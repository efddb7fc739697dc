/// 获取当前 UTC 时间戳（毫秒）
pub fn now_millis() -> i64 {
    chrono::Utc::now().timestamp_millis()
}

/// Generate a Snowflake-style i64 for use as resource ID.
///
/// Layout (53 bits, fits in JavaScript's Number.MAX_SAFE_INTEGER):
///   - 41 bits: milliseconds since 2024-01-01 UTC (~69 years)
///   - 12 bits: random (4096 values per ms, collision-free at restaurant scale)
///
/// Used for tables, zones and reservations so that web clients can carry
/// the IDs through JSON without precision loss.
pub fn snowflake_id() -> i64 {
    use rand::Rng;
    // Custom epoch: 2024-01-01 00:00:00 UTC
    const EPOCH_MS: i64 = 1_704_067_200_000;
    let now = now_millis();
    let ts = (now - EPOCH_MS) & 0x1FF_FFFF_FFFF; // 41 bits
    let rand_bits: i64 = rand::thread_rng().gen_range(0..0x1000); // 12 bits
    (ts << 12) | rand_bits
}
//! Availability API Handlers

use axum::{
    Json,
    extract::{Query, State},
};
use serde::Deserialize;
use shared::reservation::{AvailabilityReport, TimeSlot};

use crate::core::ServerState;
use crate::utils::AppResult;

#[derive(Debug, Deserialize)]
pub struct CheckParams {
    /// `YYYY-MM-DD` (business timezone)
    pub date: String,
    /// `HH:MM`
    pub time: String,
    pub party_size: i32,
    pub zone_id: Option<i64>,
}

#[derive(Debug, Deserialize)]
pub struct SlotsParams {
    pub date: String,
    pub party_size: i32,
    pub zone_id: Option<i64>,
}

/// GET /api/availability - 单时段可订性 (含替代时段)
pub async fn check(
    State(state): State<ServerState>,
    Query(params): Query<CheckParams>,
) -> AppResult<Json<AvailabilityReport>> {
    let report = state.coordinator.check_availability(
        &params.date,
        &params.time,
        params.party_size,
        params.zone_id,
    )?;
    Ok(Json(report))
}

/// GET /api/availability/slots - 当日全部可订时段
pub async fn slots(
    State(state): State<ServerState>,
    Query(params): Query<SlotsParams>,
) -> AppResult<Json<Vec<TimeSlot>>> {
    let slots =
        state
            .coordinator
            .available_slots(&params.date, params.party_size, params.zone_id)?;
    Ok(Json(slots))
}
use std::path::PathBuf;

use chrono_tz::Tz;

/// 服务器配置 - 预订引擎的所有配置项
///
/// # 环境变量
///
/// 所有配置项都可以通过环境变量覆盖：
///
/// | 环境变量 | 默认值 | 说明 |
/// |----------|--------|------|
/// | WORK_DIR | /var/lib/mesa | 工作目录 |
/// | HTTP_PORT | 3000 | HTTP 服务端口 |
/// | TIMEZONE | Europe/Madrid | 业务时区 |
/// | ENVIRONMENT | development | 运行环境 |
/// | SLOT_GRANULARITY_MINUTES | 30 | 时段粒度 |
/// | MAX_ALTERNATIVE_SLOTS | 3 | 拒绝时返回的替代时段数 |
/// | LOCK_WAIT_MS | 3000 | 时段锁最大等待 (毫秒) |
/// | DURATION_SMALL_MINUTES | 90 | ≤4人默认用餐时长 |
/// | DURATION_LARGE_MINUTES | 120 | >4人默认用餐时长 |
///
/// # 示例
///
/// ```ignore
/// WORK_DIR=/data/mesa HTTP_PORT=8080 cargo run
/// ```
#[derive(Debug, Clone)]
pub struct Config {
    /// 工作目录，存储数据库、日志等文件
    pub work_dir: String,
    /// HTTP API 服务端口
    pub http_port: u16,
    /// 业务时区 (营业时间、时段生成均按此时区)
    pub timezone: Tz,
    /// 运行环境: development | staging | production
    pub environment: String,

    // === 预订引擎配置 ===
    /// 时段粒度 (分钟)，营业区间按此量化为可订时段
    pub slot_granularity_minutes: i64,
    /// NoCapacity 拒绝时返回的同日替代时段上限
    pub max_alternative_slots: usize,
    /// 时段锁最大等待时间 (毫秒)，超时返回 Busy
    pub lock_wait_ms: u64,
    /// 小桌默认用餐时长 (分钟)，party_size ≤ large_party_threshold
    pub duration_small_minutes: i64,
    /// 大桌默认用餐时长 (分钟)
    pub duration_large_minutes: i64,
    /// 大小桌分界 (人数)
    pub large_party_threshold: i32,
}

impl Config {
    /// 从环境变量加载配置
    ///
    /// 如果环境变量未设置，使用默认值
    pub fn from_env() -> Self {
        Self {
            work_dir: std::env::var("WORK_DIR").unwrap_or_else(|_| "/var/lib/mesa".into()),
            http_port: std::env::var("HTTP_PORT")
                .ok()
                .and_then(|p| p.parse().ok())
                .unwrap_or(3000),
            timezone: std::env::var("TIMEZONE")
                .ok()
                .and_then(|t| t.parse().ok())
                .unwrap_or(chrono_tz::Europe::Madrid),
            environment: std::env::var("ENVIRONMENT").unwrap_or_else(|_| "development".into()),

            slot_granularity_minutes: std::env::var("SLOT_GRANULARITY_MINUTES")
                .ok()
                .and_then(|p| p.parse().ok())
                .unwrap_or(30),
            max_alternative_slots: std::env::var("MAX_ALTERNATIVE_SLOTS")
                .ok()
                .and_then(|p| p.parse().ok())
                .unwrap_or(3),
            lock_wait_ms: std::env::var("LOCK_WAIT_MS")
                .ok()
                .and_then(|p| p.parse().ok())
                .unwrap_or(3000),
            duration_small_minutes: std::env::var("DURATION_SMALL_MINUTES")
                .ok()
                .and_then(|p| p.parse().ok())
                .unwrap_or(90),
            duration_large_minutes: std::env::var("DURATION_LARGE_MINUTES")
                .ok()
                .and_then(|p| p.parse().ok())
                .unwrap_or(120),
            large_party_threshold: std::env::var("LARGE_PARTY_THRESHOLD")
                .ok()
                .and_then(|p| p.parse().ok())
                .unwrap_or(4),
        }
    }

    /// 使用自定义值覆盖部分配置
    ///
    /// 常用于测试场景
    pub fn with_overrides(work_dir: impl Into<String>, http_port: u16) -> Self {
        let mut config = Self::from_env();
        config.work_dir = work_dir.into();
        config.http_port = http_port;
        config
    }

    /// 默认用餐时长 (分钟)，按人数分桶
    pub fn duration_for_party(&self, party_size: i32) -> i64 {
        if party_size <= self.large_party_threshold {
            self.duration_small_minutes
        } else {
            self.duration_large_minutes
        }
    }

    /// 数据库目录 (work_dir/database)
    pub fn database_dir(&self) -> PathBuf {
        PathBuf::from(&self.work_dir).join("database")
    }

    /// 日志目录 (work_dir/logs)
    pub fn log_dir(&self) -> PathBuf {
        PathBuf::from(&self.work_dir).join("logs")
    }

    /// 确保工作目录结构存在
    pub fn ensure_work_dir_structure(&self) -> std::io::Result<()> {
        std::fs::create_dir_all(self.database_dir())?;
        std::fs::create_dir_all(self.log_dir())?;
        Ok(())
    }

    /// 是否生产环境
    pub fn is_production(&self) -> bool {
        self.environment == "production"
    }

    /// 是否开发环境
    pub fn is_development(&self) -> bool {
        self.environment == "development"
    }
}

impl Default for Config {
    fn default() -> Self {
        Self::from_env()
    }
}
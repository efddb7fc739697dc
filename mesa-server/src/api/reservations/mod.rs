//! Reservations API 模块 - 准入与生命周期
//!
//! # 路由列表
//!
//! | 路径 | 方法 | 说明 |
//! |------|------|------|
//! | /api/reservations | POST | 预订准入 (幂等, command_id) |
//! | /api/reservations?date= | GET | 按营业日列出 |
//! | /api/reservations/{id} | GET | 单条查询 |
//! | /api/reservations/{id}/events | GET | 审计事件流 |
//! | /api/reservations/{id}/confirm | POST | 确认 |
//! | /api/reservations/{id}/reschedule | POST | 改期 (重新准入) |
//! | /api/reservations/{id}/status | PATCH | 生命周期迁移 |
//! | /api/reservations/{id} | DELETE | 取消 |

mod handler;

use axum::{
    Router,
    routing::{get, patch, post},
};

use crate::core::ServerState;

pub fn router() -> Router<ServerState> {
    Router::new().nest("/api/reservations", routes())
}

fn routes() -> Router<ServerState> {
    Router::new()
        .route("/", post(handler::create).get(handler::list))
        .route("/{id}", get(handler::get_by_id).delete(handler::cancel))
        .route("/{id}/events", get(handler::events))
        .route("/{id}/confirm", post(handler::confirm))
        .route("/{id}/reschedule", post(handler::reschedule))
        .route("/{id}/status", patch(handler::change_status))
}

_WHAT TO PRODUCE_: Within the material above, extract exactly the lines that start at the line containing "fn default() ->" and stop after the line containing "改期 (重新准入) |", and only those.

_RESULT OF THE EXERCISE_:
    fn default() -> Self {
        Self::from_env()
    }
}
repository efddb7fc739697dc
filename mesa-server/src/api/reservations/mod.rs
//! Reservations API 模块 - 准入与生命周期
//!
//! # 路由列表
//!
//! | 路径 | 方法 | 说明 |
//! |------|------|------|
//! | /api/reservations | POST | 预订准入 (幂等, command_id) |
//! | /api/reservations?date= | GET | 按营业日列出 |
//! | /api/reservations/{id} | GET | 单条查询 |
//! | /api/reservations/{id}/events | GET | 审计事件流 |
//! | /api/reservations/{id}/confirm | POST | 确认 |
//! | /api/reservations/{id}/reschedule | POST | 改期 (重新准入) |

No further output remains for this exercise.